After months of speculation and rumors, the Samsung Galaxy S III has finally been revealed, and yes it is more powerful that you could have ever imagined.
Likely to be one of "the" phones of the year, the new handset offers just about all the technology you could wish for in a smartphone.
There's the face recognition, the large screen, and plenty of other features that you'll be dying to show off to your friends and colleagues at every opportunity.
For Samsung it means they truly have a flagship device that can be sung about from the top of the mountain. It's a device that has the power and capabilities to take on the iPhone 4S, the next iPhone, and pretty much any phone that comes out over the course of the rest of the year.
Things could change, but it's hard to imagine anyone aside from Apple with the capability to create a viable challenger to what Samsung has produced.
Great news, you might say. It will sell by the bucket load, and become the de-facto phone for all replacing the iPhone and all that get in its way.
Not so fast.
The problem the Samsung Galaxy S III will likely face, stopping it becoming the biggest-selling phone of the year, is that all this power, all this might, all this expertise, is likely to be too much for the people who just want a phone.
The iPhone is successful not because it features the best screen - it doesn't; not because it features the best design - it doesn't; and not because it uses any of the latest cutting technology - it doesn't do that either, but because it is the perfect phone for everyone.
Give the iPhone to a 5 year old and they'll be able to use it. Give the iPhone to a grandparent and they'll be able to use it. I am not so sure that can be said about the Samsung Galaxy S III and Android 4.0 Ice Cream Sandwich.
There is no doubting that the features are impressive and the phone stunning in what it can do, and Samsung has created an amazing product.

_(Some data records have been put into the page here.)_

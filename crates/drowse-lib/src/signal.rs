use serde::{Deserialize, Serialize};

/// Monotonically comparable sample time. Date strings are normalized to epoch milliseconds.
pub type Timestamp = i64;

/// One RR measurement as delivered by the sensor.
#[derive(Debug, Clone, Copy, PartialEq, Serialize, Deserialize)]
pub struct Sample {
    pub timestamp: Timestamp,
    /// Beat-to-beat interval. `0.0` is the sentinel carried by invalid samples.
    pub rr_interval: f64,
    pub valid: bool,
}

impl Sample {
    /// A usable measurement. Non-positive or non-finite intervals are demoted to invalid.
    pub fn new(timestamp: Timestamp, rr_interval: f64) -> Self {
        if rr_interval.is_finite() && rr_interval > 0.0 {
            Self {
                timestamp,
                rr_interval,
                valid: true,
            }
        } else {
            Self::invalid(timestamp)
        }
    }

    /// A sample flagged as erroneous by the sensor.
    pub fn invalid(timestamp: Timestamp) -> Self {
        Self {
            timestamp,
            rr_interval: 0.0,
            valid: false,
        }
    }

    /// True when the sample may be treated as a physiological value.
    pub fn is_usable(&self) -> bool {
        self.valid && self.rr_interval.is_finite() && self.rr_interval > 0.0
    }
}

/// RR intervals of one analysis window, in arrival order.
#[derive(Debug, Clone, Default, PartialEq, Serialize, Deserialize)]
pub struct RRSeries {
    pub rr: Vec<f64>,
}

impl RRSeries {
    pub fn new(rr: Vec<f64>) -> Self {
        Self { rr }
    }

    pub fn len(&self) -> usize {
        self.rr.len()
    }

    pub fn is_empty(&self) -> bool {
        self.rr.is_empty()
    }

    /// Usable intervals of `samples`, order preserved.
    pub fn from_samples<'a>(samples: impl IntoIterator<Item = &'a Sample>) -> Self {
        let rr = samples
            .into_iter()
            .filter(|s| s.is_usable())
            .map(|s| s.rr_interval)
            .collect();
        Self { rr }
    }

    pub fn mean(&self) -> Option<f64> {
        if self.rr.is_empty() {
            return None;
        }
        Some(self.rr.iter().sum::<f64>() / self.rr.len() as f64)
    }

    /// Bessel-corrected variance; needs at least two values.
    pub fn sample_variance(&self) -> Option<f64> {
        let n = self.rr.len();
        if n < 2 {
            return None;
        }
        let mean = self.mean()?;
        Some(self.rr.iter().map(|x| (x - mean).powi(2)).sum::<f64>() / (n as f64 - 1.0))
    }

    /// Successive differences `x[i+1] - x[i]`.
    pub fn successive_differences(&self) -> Vec<f64> {
        self.rr.windows(2).map(|w| w[1] - w[0]).collect()
    }
}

Nine years ago, Samsung was making clamshell phones with small mono displays and 10-key dial-pads. Today it has made a phone that will be seen as a benchmark for manufacturers. Just think about that for a moment.
Of course having a phone for everyone doesn't need to matter for Samsung. Unlike Apple, Samsung creates and sells a range of different phones for different people in multiple sizes and shapes.
This is the phone for the flag bearers, this is the phone for the early adopters and what Samsung is hoping, will be the phone that its other customers will want to look up to, and eventually have.
For Samsung it is not a "one device fits all" mentality, and that means they can create phones that for many will be more powerful than they can ever imagine.
If you don't appreciate that, or the phone, you aren't a flag bearer. Sorry.